From mboxrd@z Thu Jan  1 00:00:00 1970
Return-Path: <linux-kernel-owner@vger.kernel.org>
Received: (majordomo@vger.kernel.org) by vger.kernel.org via listexpand
	id S1755806Ab3HLWQW (ORCPT <rfc822;w@1wt.eu>);
	Mon, 12 Aug 2013 18:16:22 -0400
Received: from zene.cmpxchg.org ([85.214.230.12]:52758 "EHLO zene.cmpxchg.org"
	rhost-flags-OK-OK-OK-OK) by vger.kernel.org with ESMTP
	id S1752976Ab3HLWQU (ORCPT <rfc822;linux-kernel@vger.kernel.org>);
	Mon, 12 Aug 2013 18:16:20 -0400
Date: Mon, 12 Aug 2013 18:15:24 -0400
From: Johannes Weiner <hannes@cmpxchg.org>
To: Andrew Morton <akpm@linux-foundation.org>
Cc: linux-mm@kvack.org, Andi Kleen <andi@firstfloor.org>,
        Andrea Arcangeli <aarcange@redhat.com>,
        Greg Thelen <gthelen@google.com>,
        Christoph Hellwig <hch@infradead.org>, Hugh Dickins <hughd@google.com>,
        Jan Kara <jack@suse.cz>,
        KOSAKI Motohiro <kosaki.motohiro@jp.fujitsu.com>,
        Mel Gorman <mgorman@suse.de>, Minchan Kim <minchan.kim@gmail.com>,
        Peter Zijlstra <peterz@infradead.org>, Rik van Riel <riel@redhat.com>,
        Michel Lespinasse <walken@google.com>,
        Seth Jennings <sjenning@linux.vnet.ibm.com>,
        Roman Gushchin <klamm@yandex-team.ru>,
        Ozgun Erdogan <ozgun@citusdata.com>, Metin Doslu <metin@citusdata.com>,
        linux-fsdevel@vger.kernel.org, linux-kernel@vger.kernel.org
Subject: Re: [patch 0/9] mm: thrash detection-based file cache sizing v3
Message-ID: <20130812221524.GU715@cmpxchg.org>
References: <1375829050-12654-1-git-send-email-hannes@cmpxchg.org>
 <20130809155309.71d93380425ef8e19c0ff44c@linux-foundation.org>
MIME-Version: 1.0
Content-Type: text/plain; charset=us-ascii
Content-Disposition: inline
In-Reply-To: <20130809155309.71d93380425ef8e19c0ff44c@linux-foundation.org>
Sender: linux-kernel-owner@vger.kernel.org
List-ID: <linux-kernel.vger.kernel.org>
X-Mailing-List: linux-kernel@vger.kernel.org

On Fri, Aug 09, 2013 at 03:53:09PM -0700, Andrew Morton wrote:
> On Tue,  6 Aug 2013 18:44:01 -0400 Johannes Weiner <hannes@cmpxchg.org> wrote:
> 
> > This series solves the problem by maintaining a history of pages
> > evicted from the inactive list, enabling the VM to tell streaming IO
> > from thrashing and rebalance the page cache lists when appropriate.
> 
> Looks nice.
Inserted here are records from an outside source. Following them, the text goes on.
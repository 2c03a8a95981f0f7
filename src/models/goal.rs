//! Goal types
//!
//! - `Goal`: a stored goal row
//! - `NewGoal` / `GoalUpdate`: create and partial-update payloads
//! - `Progress`: completion percentage, always within 0..=100
//! - `GoalPriority` and `GoalStatus`: classification enums

use chrono::{DateTime, Utc};
use serde::{Deserialize, Serialize};
use std::cmp::Ordering;

use super::timestamp;

/// A goal owned by one user
#[derive(Debug, Clone, Serialize, Deserialize, PartialEq)]
pub struct Goal {
    pub id: String,
    pub user_id: String,
    pub title: String,
    #[serde(default)]
    pub description: Option<String>,
    #[serde(with = "timestamp")]
    pub due_date: DateTime<Utc>,
    pub priority: GoalPriority,
    pub status: GoalStatus,
    #[serde(default)]
    pub progress: Progress,
    #[serde(with = "timestamp")]
    pub created_at: DateTime<Utc>,
    #[serde(with = "timestamp")]
    pub updated_at: DateTime<Utc>,
}

impl Goal {
    pub fn is_completed(&self) -> bool {
        self.status == GoalStatus::Completed
    }

    /// Not completed yet
    pub fn is_active(&self) -> bool {
        !self.is_completed()
    }
}

/// Create payload
#[derive(Debug, Clone, Serialize, Deserialize, PartialEq)]
pub struct NewGoal {
    pub title: String,
    #[serde(default, skip_serializing_if = "Option::is_none")]
    pub description: Option<String>,
    pub due_date: DateTime<Utc>,
    #[serde(default)]
    pub priority: GoalPriority,
}

impl NewGoal {
    pub fn new(title: impl Into<String>, due_date: DateTime<Utc>) -> Self {
        Self {
            title: title.into(),
            description: None,
            due_date,
            priority: GoalPriority::default(),
        }
    }

    /// Builder method: set description
    pub fn description(mut self, description: impl Into<String>) -> Self {
        self.description = Some(description.into());
        self
    }

    /// Builder method: set priority
    pub fn priority(mut self, priority: GoalPriority) -> Self {
        self.priority = priority;
        self
    }
}

/// Partial update; only present fields are sent
#[derive(Debug, Clone, Default, Serialize, Deserialize, PartialEq)]
pub struct GoalUpdate {
    #[serde(default, skip_serializing_if = "Option::is_none")]
    pub title: Option<String>,
    #[serde(default, skip_serializing_if = "Option::is_none")]
    pub description: Option<String>,
    #[serde(default, skip_serializing_if = "Option::is_none")]
    pub due_date: Option<DateTime<Utc>>,
    #[serde(default, skip_serializing_if = "Option::is_none")]
    pub priority: Option<GoalPriority>,
    #[serde(default, skip_serializing_if = "Option::is_none")]
    pub status: Option<GoalStatus>,
    #[serde(default, skip_serializing_if = "Option::is_none")]
    pub progress: Option<Progress>,
}

impl GoalUpdate {
    pub fn status(status: GoalStatus) -> Self {
        Self {
            status: Some(status),
            ..Default::default()
        }
    }

    pub fn progress(progress: Progress) -> Self {
        Self {
            progress: Some(progress),
            ..Default::default()
        }
    }

    pub fn is_empty(&self) -> bool {
        self == &GoalUpdate::default()
    }
}

/// Goal priority
#[derive(Debug, Clone, Copy, Default, Serialize, Deserialize, PartialEq, Eq, Hash)]
#[serde(rename_all = "lowercase")]
pub enum GoalPriority {
    Low,
    #[default]
    Medium,
    High,
}

impl GoalPriority {
    /// Sort rank, most urgent first
    pub fn rank(&self) -> u8 {
        match self {
            GoalPriority::High => 0,
            GoalPriority::Medium => 1,
            GoalPriority::Low => 2,
        }
    }
}

impl std::fmt::Display for GoalPriority {
    fn fmt(&self, f: &mut std::fmt::Formatter<'_>) -> std::fmt::Result {
        match self {
            GoalPriority::Low => write!(f, "low"),
            GoalPriority::Medium => write!(f, "medium"),
            GoalPriority::High => write!(f, "high"),
        }
    }
}

impl std::str::FromStr for GoalPriority {
    type Err = String;

    fn from_str(s: &str) -> Result<Self, Self::Err> {
        match s.to_lowercase().as_str() {
            "low" => Ok(GoalPriority::Low),
            "medium" => Ok(GoalPriority::Medium),
            "high" => Ok(GoalPriority::High),
            _ => Err(format!("Unknown priority: {}", s)),
        }
    }
}

/// Goal status; any status may follow any other
#[derive(Debug, Clone, Copy, Default, Serialize, Deserialize, PartialEq, Eq, Hash)]
#[serde(rename_all = "snake_case")]
pub enum GoalStatus {
    #[default]
    NotStarted,
    InProgress,
    Completed,
}

impl std::fmt::Display for GoalStatus {
    fn fmt(&self, f: &mut std::fmt::Formatter<'_>) -> std::fmt::Result {
        match self {
            GoalStatus::NotStarted => write!(f, "not_started"),
            GoalStatus::InProgress => write!(f, "in_progress"),
            GoalStatus::Completed => write!(f, "completed"),
        }
    }
}

impl std::str::FromStr for GoalStatus {
    type Err = String;

    fn from_str(s: &str) -> Result<Self, Self::Err> {
        match s.to_lowercase().replace('-', "_").as_str() {
            "not_started" => Ok(GoalStatus::NotStarted),
            "in_progress" => Ok(GoalStatus::InProgress),
            "completed" => Ok(GoalStatus::Completed),
            _ => Err(format!("Unknown status: {}", s)),
        }
    }
}

/// Completion percentage in 0..=100
#[derive(Debug, Clone, Copy, Default, PartialEq, Eq, PartialOrd, Ord, Hash, Serialize, Deserialize)]
#[serde(try_from = "f64", into = "u8")]
pub struct Progress(u8);

impl Progress {
    pub const MAX: u8 = 100;

    /// Validate a percentage
    pub fn new(value: i64) -> Result<Self, ProgressError> {
        if (0..=Self::MAX as i64).contains(&value) {
            Ok(Progress(value as u8))
        } else {
            Err(ProgressError(value))
        }
    }

    /// Clamp any input into range (slider input)
    pub fn clamped(value: i64) -> Self {
        Progress(value.clamp(0, Self::MAX as i64) as u8)
    }

    pub fn value(&self) -> u8 {
        self.0
    }
}

impl TryFrom<f64> for Progress {
    type Error = ProgressError;

    fn try_from(value: f64) -> Result<Self, Self::Error> {
        if !value.is_finite() {
            return Err(ProgressError(i64::MIN));
        }
        Progress::new(value.round() as i64)
    }
}

impl From<Progress> for u8 {
    fn from(p: Progress) -> u8 {
        p.0
    }
}

impl std::fmt::Display for Progress {
    fn fmt(&self, f: &mut std::fmt::Formatter<'_>) -> std::fmt::Result {
        write!(f, "{}%", self.0)
    }
}

/// Out-of-range progress value
#[derive(Debug, Clone, PartialEq, Eq, thiserror::Error)]
#[error("Progress must be between 0 and 100 (got {0})")]
pub struct ProgressError(pub i64);

/// Filter for the goal list
#[derive(Debug, Clone, Copy, Default, PartialEq, Eq)]
pub enum GoalFilter {
    #[default]
    All,
    Status(GoalStatus),
}

impl GoalFilter {
    pub fn matches(&self, goal: &Goal) -> bool {
        match self {
            GoalFilter::All => true,
            GoalFilter::Status(status) => goal.status == *status,
        }
    }
}

impl std::str::FromStr for GoalFilter {
    type Err = String;

    fn from_str(s: &str) -> Result<Self, Self::Err> {
        if s.eq_ignore_ascii_case("all") {
            Ok(GoalFilter::All)
        } else {
            s.parse().map(GoalFilter::Status)
        }
    }
}

/// Sort key for the goal list
#[derive(Debug, Clone, Copy, Default, PartialEq, Eq)]
pub enum GoalSort {
    #[default]
    DueDate,
    Priority,
}

impl GoalSort {
    pub fn compare(&self, a: &Goal, b: &Goal) -> Ordering {
        match self {
            GoalSort::DueDate => a.due_date.cmp(&b.due_date),
            GoalSort::Priority => a.priority.rank().cmp(&b.priority.rank()),
        }
    }
}

impl std::str::FromStr for GoalSort {
    type Err = String;

    fn from_str(s: &str) -> Result<Self, Self::Err> {
        match s {
            "due_date" | "due" => Ok(GoalSort::DueDate),
            "priority" => Ok(GoalSort::Priority),
            _ => Err(format!("Unknown sort: {}", s)),
        }
    }
}

/// Dashboard counters
#[derive(Debug, Clone, Copy, Default, Serialize, Deserialize, PartialEq, Eq)]
pub struct GoalStats {
    pub total: usize,
    pub completed: usize,
    pub active: usize,
    pub in_progress: usize,
}

impl GoalStats {
    pub fn from_goals(goals: &[Goal]) -> Self {
        Self {
            total: goals.len(),
            completed: goals.iter().filter(|g| g.is_completed()).count(),
            active: goals.iter().filter(|g| g.is_active()).count(),
            in_progress: goals
                .iter()
                .filter(|g| g.status == GoalStatus::InProgress)
                .count(),
        }
    }
}

#[cfg(test)]
mod tests {
    use super::*;
    use chrono::TimeZone;
    use serde_json::json;

    fn goal(id: &str, status: GoalStatus, priority: GoalPriority, day: u32) -> Goal {
        let ts = Utc.with_ymd_and_hms(2024, 5, day, 12, 0, 0).unwrap();
        Goal {
            id: id.to_string(),
            user_id: "u1".to_string(),
            title: format!("goal {}", id),
            description: None,
            due_date: ts,
            priority,
            status,
            progress: Progress::default(),
            created_at: ts,
            updated_at: ts,
        }
    }

    #[test]
    fn test_progress_validation() {
        assert_eq!(Progress::new(0).unwrap().value(), 0);
        assert_eq!(Progress::new(100).unwrap().value(), 100);
        assert_eq!(Progress::new(101), Err(ProgressError(101)));
        assert_eq!(Progress::new(-1), Err(ProgressError(-1)));
    }

    #[test]
    fn test_progress_clamped() {
        assert_eq!(Progress::clamped(150).value(), 100);
        assert_eq!(Progress::clamped(-20).value(), 0);
        assert_eq!(Progress::clamped(42).value(), 42);
    }

    #[test]
    fn test_progress_serde() {
        let p: Progress = serde_json::from_value(json!(55)).unwrap();
        assert_eq!(p.value(), 55);

        let p: Progress = serde_json::from_value(json!(55.0)).unwrap();
        assert_eq!(p.value(), 55);

        assert!(serde_json::from_value::<Progress>(json!(120)).is_err());
        assert_eq!(serde_json::to_value(Progress::clamped(7)).unwrap(), json!(7));
    }

    #[test]
    fn test_goal_from_row_with_date_only_due() {
        let goal: Goal = serde_json::from_value(json!({
            "id": "g1",
            "user_id": "u1",
            "title": "Read a book",
            "description": null,
            "due_date": "2024-05-03",
            "priority": "high",
            "status": "in_progress",
            "progress": 40,
            "created_at": "2024-05-01T08:00:00.123456+00:00",
            "updated_at": "2024-05-01T08:00:00"
        }))
        .unwrap();

        assert_eq!(goal.priority, GoalPriority::High);
        assert_eq!(goal.status, GoalStatus::InProgress);
        assert_eq!(goal.due_date, Utc.with_ymd_and_hms(2024, 5, 3, 0, 0, 0).unwrap());
        assert_eq!(goal.progress.value(), 40);
    }

    #[test]
    fn test_update_serializes_only_present_fields() {
        let update = GoalUpdate::status(GoalStatus::Completed);
        let value = serde_json::to_value(&update).unwrap();
        assert_eq!(value, json!({"status": "completed"}));
        assert!(GoalUpdate::default().is_empty());
    }

    #[test]
    fn test_status_parse_and_display() {
        for status in [GoalStatus::NotStarted, GoalStatus::InProgress, GoalStatus::Completed] {
            assert_eq!(status.to_string().parse::<GoalStatus>().unwrap(), status);
        }
        assert_eq!("in-progress".parse::<GoalStatus>().unwrap(), GoalStatus::InProgress);
        assert!("done".parse::<GoalStatus>().is_err());
    }

    #[test]
    fn test_priority_rank_orders_high_first() {
        let mut goals = vec![
            goal("a", GoalStatus::NotStarted, GoalPriority::Low, 1),
            goal("b", GoalStatus::NotStarted, GoalPriority::High, 2),
            goal("c", GoalStatus::NotStarted, GoalPriority::Medium, 3),
        ];
        goals.sort_by(|x, y| GoalSort::Priority.compare(x, y));
        let ids: Vec<_> = goals.iter().map(|g| g.id.as_str()).collect();
        assert_eq!(ids, vec!["b", "c", "a"]);
    }

    #[test]
    fn test_filter_and_stats() {
        let goals = vec![
            goal("a", GoalStatus::Completed, GoalPriority::Low, 1),
            goal("b", GoalStatus::InProgress, GoalPriority::High, 2),
            goal("c", GoalStatus::NotStarted, GoalPriority::Medium, 3),
        ];

        let filter: GoalFilter = "completed".parse().unwrap();
        assert_eq!(goals.iter().filter(|g| filter.matches(g)).count(), 1);
        assert_eq!("all".parse::<GoalFilter>().unwrap(), GoalFilter::All);

        let stats = GoalStats::from_goals(&goals);
        assert_eq!(stats.total, 3);
        assert_eq!(stats.completed, 1);
        assert_eq!(stats.active, 2);
        assert_eq!(stats.in_progress, 1);
    }
}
The lack of testing results is conspicuous ;)
> 
> It only really solves the problem in the case where
> 
> 	size-of-inactive-list < size-of-working-set < size-of-total-memory
> 
> yes?  In fact less than that, because the active list presumably
> doesn't get shrunk to zero (how far *can* it go?).

It can theoretically shrink to 0 if the replacing working set needs
exactly 100% of the available memory and is perfectly sequential and
the page allocator is 100% fair.  So in practice, it probably won't.
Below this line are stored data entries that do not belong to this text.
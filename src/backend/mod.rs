//! Backend-as-a-Service Interface
//!
//! GoalTracker keeps no durable state of its own. Authentication, tables,
//! remote procedures and blob storage all live in a hosted backend, reached
//! through the narrow capability set defined here.
//!
//! ## Capabilities
//!
//! - [`AuthProvider`]: sign-up, sign-in, sign-out, token introspection
//! - [`TableStore`]: select/insert/update/delete with filter predicates
//! - [`RpcClient`]: named remote procedures (`get_friends`)
//! - [`BlobStore`]: object upload and public URLs
//!
//! ## Providers
//!
//! - [`SupabaseBackend`]: HTTP provider (GoTrue, PostgREST, Storage)
//! - [`MemoryBackend`]: in-process provider for tests and offline mode

mod error;
mod memory;
mod query;
mod supabase;

pub use error::{BackendError, BackendResult};
pub use memory::MemoryBackend;
pub use query::{escape_like, Filter, Order, Row, TableQuery};
pub use supabase::{SupabaseBackend, SupabaseConfig};

use async_trait::async_trait;
use serde::{Deserialize, Serialize};
use serde_json::Value;

/// Table names used by the application
pub mod tables {
    pub const PROFILES: &str = "profiles";
    pub const GOALS: &str = "goals";
    pub const FRIEND_REQUESTS: &str = "friend_requests";
    pub const CALENDAR_NOTES: &str = "calendar_notes";
}

/// Remote procedure returning the joined friend view for a user
pub const RPC_GET_FRIENDS: &str = "get_friends";

/// Bucket holding avatar images
pub const AVATAR_BUCKET: &str = "avatars";

/// Credentials a request is made with
#[derive(Debug, Clone, PartialEq, Eq)]
pub enum Credentials {
    /// Public (anon) key only
    Anon,
    /// Access token of a signed-in user
    User(String),
}

impl Credentials {
    pub fn user(token: impl Into<String>) -> Self {
        Credentials::User(token.into())
    }

    pub fn token(&self) -> Option<&str> {
        match self {
            Credentials::Anon => None,
            Credentials::User(token) => Some(token),
        }
    }
}

/// Authenticated identity as reported by the auth provider
#[derive(Debug, Clone, PartialEq, Serialize, Deserialize)]
pub struct AuthUser {
    pub id: String,
    #[serde(default)]
    pub email: Option<String>,
    #[serde(default)]
    pub user_metadata: Value,
}

/// Tokens issued on sign-in
#[derive(Debug, Clone, PartialEq, Serialize, Deserialize)]
pub struct AuthSession {
    pub access_token: String,
    #[serde(default)]
    pub refresh_token: Option<String>,
    /// Unix seconds
    #[serde(default)]
    pub expires_at: Option<i64>,
    pub user: AuthUser,
}

/// Result of a sign-up
///
/// `session` is absent when the project requires e-mail confirmation.
#[derive(Debug, Clone)]
pub struct SignUpOutcome {
    pub user: AuthUser,
    pub session: Option<AuthSession>,
}

/// Options for a blob upload
#[derive(Debug, Clone)]
pub struct UploadOptions {
    pub content_type: String,
    /// Cache-Control max-age in seconds, as a string
    pub cache_control: String,
    /// Overwrite an existing object at the same path
    pub upsert: bool,
}

impl Default for UploadOptions {
    fn default() -> Self {
        Self {
            content_type: "application/octet-stream".to_string(),
            cache_control: "3600".to_string(),
            upsert: false,
        }
    }
}

/// Authentication capability
#[async_trait]
pub trait AuthProvider: Send + Sync {
    async fn sign_up(&self, email: &str, password: &str, metadata: Value)
        -> BackendResult<SignUpOutcome>;

    async fn sign_in(&self, email: &str, password: &str) -> BackendResult<AuthSession>;

    async fn sign_out(&self, credentials: &Credentials) -> BackendResult<()>;

    /// Resolve the user behind an access token
    async fn get_user(&self, credentials: &Credentials) -> BackendResult<AuthUser>;
}

/// Table CRUD capability
#[async_trait]
pub trait TableStore: Send + Sync {
    async fn select(
        &self,
        credentials: &Credentials,
        table: &str,
        query: TableQuery,
    ) -> BackendResult<Vec<Row>>;

    /// Insert one row and return it as stored
    async fn insert(&self, credentials: &Credentials, table: &str, row: Row) -> BackendResult<Row>;

    /// Patch every row matching `filters` and return the updated rows
    async fn update(
        &self,
        credentials: &Credentials,
        table: &str,
        patch: Row,
        filters: Vec<Filter>,
    ) -> BackendResult<Vec<Row>>;

    async fn delete(
        &self,
        credentials: &Credentials,
        table: &str,
        filters: Vec<Filter>,
    ) -> BackendResult<()>;
}

/// Remote procedure capability
#[async_trait]
pub trait RpcClient: Send + Sync {
    async fn rpc(&self, credentials: &Credentials, function: &str, args: Value)
        -> BackendResult<Value>;
}

/// Blob storage capability
#[async_trait]
pub trait BlobStore: Send + Sync {
    async fn upload(
        &self,
        credentials: &Credentials,
        bucket: &str,
        path: &str,
        bytes: Vec<u8>,
        options: UploadOptions,
    ) -> BackendResult<()>;

    fn public_url(&self, bucket: &str, path: &str) -> String;
}

/// The full capability set a provider offers
#[async_trait]
pub trait Backend: AuthProvider + TableStore + RpcClient + BlobStore {
    /// Short provider name for logs and health output
    fn name(&self) -> &str;

    /// Check that the provider is reachable
    async fn health_check(&self) -> BackendResult<()> {
        Ok(())
    }
}

/// Decode a row into a typed model
pub fn from_row<T: serde::de::DeserializeOwned>(row: Row) -> BackendResult<T> {
    Ok(serde_json::from_value(Value::Object(row))?)
}

/// Encode a model as a row
pub fn to_row<T: Serialize>(value: &T) -> BackendResult<Row> {
    match serde_json::to_value(value)? {
        Value::Object(map) => Ok(map),
        other => Err(BackendError::Serialization(format!(
            "expected an object, got {}",
            other
        ))),
    }
}

/// Decode a list of rows, failing on the first bad one
pub fn from_rows<T: serde::de::DeserializeOwned>(rows: Vec<Row>) -> BackendResult<Vec<T>> {
    rows.into_iter().map(from_row).collect()
}

#[cfg(test)]
mod tests {
    use super::*;
    use serde_json::json;

    #[derive(Debug, Serialize, Deserialize, PartialEq)]
    struct Sample {
        id: String,
        count: u32,
    }

    #[test]
    fn test_row_conversion() {
        let sample = Sample {
            id: "a".into(),
            count: 3,
        };
        let row = to_row(&sample).unwrap();
        assert_eq!(row.get("count"), Some(&json!(3)));

        let back: Sample = from_row(row).unwrap();
        assert_eq!(back, sample);
    }

    #[test]
    fn test_to_row_rejects_non_objects() {
        let err = to_row(&vec![1, 2, 3]).unwrap_err();
        assert!(matches!(err, BackendError::Serialization(_)));
    }

    #[test]
    fn test_credentials_token() {
        assert_eq!(Credentials::Anon.token(), None);
        assert_eq!(Credentials::user("abc").token(), Some("abc"));
    }

    #[test]
    fn test_upload_defaults() {
        let opts = UploadOptions::default();
        assert_eq!(opts.cache_control, "3600");
        assert!(!opts.upsert);
    }
}
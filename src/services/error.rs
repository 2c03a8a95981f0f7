//! Service errors

use thiserror::Error;

use crate::backend::BackendError;
use crate::persist::PersistError;

#[derive(Error, Debug)]
pub enum ServiceError {
    #[error("Not authenticated")]
    NotAuthenticated,

    #[error("{0}")]
    Validation(String),

    #[error("A friend request already exists between these users")]
    DuplicateRequest,

    #[error("{0} not found")]
    NotFound(String),

    /// Backend failures keep the provider's message
    #[error(transparent)]
    Backend(#[from] BackendError),

    #[error("Local state error: {0}")]
    Persist(#[from] PersistError),
}

impl ServiceError {
    pub fn validation(message: impl Into<String>) -> Self {
        ServiceError::Validation(message.into())
    }
}

pub type ServiceResult<T> = Result<T, ServiceError>;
It's more likely that after some active pages have been deactivated
and pushed out of memory that new pages get a chance to get activated
so there will always be some pages on the active list.
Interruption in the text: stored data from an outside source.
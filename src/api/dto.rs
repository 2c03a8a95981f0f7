//! Data Transfer Objects
//!
//! Request and response types for the API endpoints.
//! These types are serialized/deserialized to/from JSON.

use chrono::{DateTime, NaiveDate, Utc};
use serde::{Deserialize, Serialize};

use crate::models::{GoalPriority, GoalStats, GoalStatus, Profile};
use crate::optimistic::RequestState;
use crate::session::Session;

// ============================================
// AUTH DTOs
// ============================================

/// Sign-up request
#[derive(Debug, Deserialize)]
pub struct SignUpRequest {
    pub email: String,
    pub password: String,
    pub username: String,
}

/// Sign-in request
#[derive(Debug, Deserialize)]
pub struct SignInRequest {
    pub email: String,
    pub password: String,
    /// Keep the session across server restarts (default: true)
    #[serde(default = "default_remember_me")]
    pub remember_me: bool,
}

fn default_remember_me() -> bool {
    true
}

/// Current session
#[derive(Debug, Serialize, Deserialize)]
pub struct SessionResponse {
    pub user_id: String,
    pub email: Option<String>,
    pub username: Option<String>,
    pub login_streak: u32,
    pub remember: bool,
    pub started_at: DateTime<Utc>,
    pub expires_at: Option<i64>,
}

impl From<&Session> for SessionResponse {
    fn from(session: &Session) -> Self {
        Self {
            user_id: session.user.id.clone(),
            email: session.user.email.clone(),
            username: session
                .user
                .user_metadata
                .get("username")
                .and_then(|v| v.as_str())
                .map(str::to_string),
            login_streak: session.login_streak,
            remember: session.remember,
            started_at: session.started_at,
            expires_at: session.expires_at,
        }
    }
}

/// Sign-up result
#[derive(Debug, Serialize, Deserialize)]
pub struct SignUpResponse {
    pub user_id: String,
    /// The account must be confirmed by e-mail before signing in
    pub confirmation_required: bool,
    #[serde(skip_serializing_if = "Option::is_none")]
    pub session: Option<SessionResponse>,
}

// ============================================
// GOAL DTOs
// ============================================

/// Query parameters for the goal list
#[derive(Debug, Default, Deserialize)]
pub struct GoalListParams {
    /// `all` or a status name
    pub status: Option<String>,
    /// `due_date` or `priority`
    pub sort: Option<String>,
}

/// Create goal request
#[derive(Debug, Deserialize)]
pub struct CreateGoalRequest {
    pub title: String,
    #[serde(default)]
    pub description: Option<String>,
    pub due_date: DateTime<Utc>,
    #[serde(default)]
    pub priority: GoalPriority,
}

/// Partial goal update
///
/// `progress` is taken as a plain integer so out-of-range values are
/// reported as validation errors.
#[derive(Debug, Default, Deserialize)]
pub struct UpdateGoalRequest {
    pub title: Option<String>,
    pub description: Option<String>,
    pub due_date: Option<DateTime<Utc>>,
    pub priority: Option<GoalPriority>,
    pub status: Option<GoalStatus>,
    pub progress: Option<i64>,
}

/// Dashboard counters
#[derive(Debug, Serialize, Deserialize)]
pub struct GoalStatsResponse {
    #[serde(flatten)]
    pub stats: GoalStats,
    pub login_streak: u32,
}

// ============================================
// CALENDAR DTOs
// ============================================

/// Calendar month selection (defaults to the current month)
#[derive(Debug, Default, Deserialize)]
pub struct CalendarParams {
    pub year: Option<i32>,
    pub month: Option<u32>,
    /// Offset from UTC used to place due dates on days
    #[serde(default)]
    pub utc_offset_minutes: Option<i32>,
}

// ============================================
// NOTE DTOs
// ============================================

#[derive(Debug, Deserialize)]
pub struct NoteListParams {
    pub date: NaiveDate,
}

#[derive(Debug, Deserialize)]
pub struct UpdateNoteRequest {
    pub content: String,
}

// ============================================
// SOCIAL DTOs
// ============================================

/// User search query
#[derive(Debug, Default, Deserialize)]
pub struct UserSearchParams {
    #[serde(default)]
    pub q: String,
    /// Page size (default: `search.page_size`)
    pub limit: Option<usize>,
    #[serde(default)]
    pub offset: usize,
}

/// One search hit with the state of a friend request to that user
#[derive(Debug, Serialize)]
pub struct UserSearchHit {
    #[serde(flatten)]
    pub profile: Profile,
    pub request: RequestState,
}

/// Search results
#[derive(Debug, Serialize)]
pub struct UserSearchResponse {
    /// A newer search replaced this one; `results` is empty
    pub superseded: bool,
    pub results: Vec<UserSearchHit>,
}

#[derive(Debug, Deserialize)]
pub struct SendFriendRequest {
    pub receiver_id: String,
}

#[derive(Debug, Deserialize)]
pub struct PresenceRequest {
    pub online: bool,
}

// ============================================
// PROFILE DTOs
// ============================================

#[derive(Debug, Serialize, Deserialize)]
pub struct AvatarResponse {
    pub avatar_url: String,
}

// ============================================
// ACTIVITY DTOs
// ============================================

#[derive(Debug, Deserialize)]
pub struct TrackActivityRequest {
    pub kind: String,
}

#[derive(Debug, Serialize, Deserialize)]
pub struct DayVisits {
    pub date: NaiveDate,
    pub visits: u32,
}

#[derive(Debug, Serialize, Deserialize)]
pub struct ActivityResponse {
    pub streak: u32,
    pub total_visits: u64,
    pub last_active: Option<NaiveDate>,
    /// Last 7 days, most recent first
    pub weekly: Vec<DayVisits>,
}

// ============================================
// DASHBOARD DTOs
// ============================================

#[derive(Debug, Serialize)]
pub struct DashboardResponse {
    pub username: Option<String>,
    pub login_streak: u32,
    pub goals: GoalStats,
    pub friends: usize,
    pub pending_requests: usize,
}

// ============================================
// HEALTH DTOs
// ============================================

/// Health check response
#[derive(Debug, Serialize, Deserialize)]
pub struct HealthResponse {
    /// Overall status: "healthy" or "degraded"
    pub status: String,
    /// Provider name ("supabase" or "memory")
    pub backend: String,
    /// Backend status: "ok" or "error"
    pub backend_status: String,
    pub authenticated: bool,
    /// Server uptime in seconds
    pub uptime_seconds: u64,
    /// Server version
    pub version: String,
}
> I wonder how many workloads fit into those constraints in the real
> world.

If the working set exceeds memory and the reference frequency is the
same for each page in the set, there is nothing we can reasonably do
to cache.

If the working set exceeds memory and all reference distances are
bigger than memory but not all equal to each other, it would be great
to be able to detect the more frequently used pages and prefer
reclaiming the others over them.  But I don't think that's actually
possible without a true LRU algorithm (as opposed to our
approximation) because we would need to know about reference distances
in the active page list and compare them to the refault distances.

So yes, this algorithm is limited to interpreting reference distances
up to memory size.

The development of this was kicked off by actual bug reports and I'm
working with the reporters to get these patches tested in the
production environments that exhibited the problem.  The reporters
always had usecases where the working set should have fit into memory
but wasn't cached even after repeatedly referencing it, that's why
they complained in the first place.  So it's hard to tell how many
environments fall into this category, but they certainly do exist,
they are not unreasonable setups, and the behavior is pretty abysmal
(most accesses major faults when everything should fit in memory).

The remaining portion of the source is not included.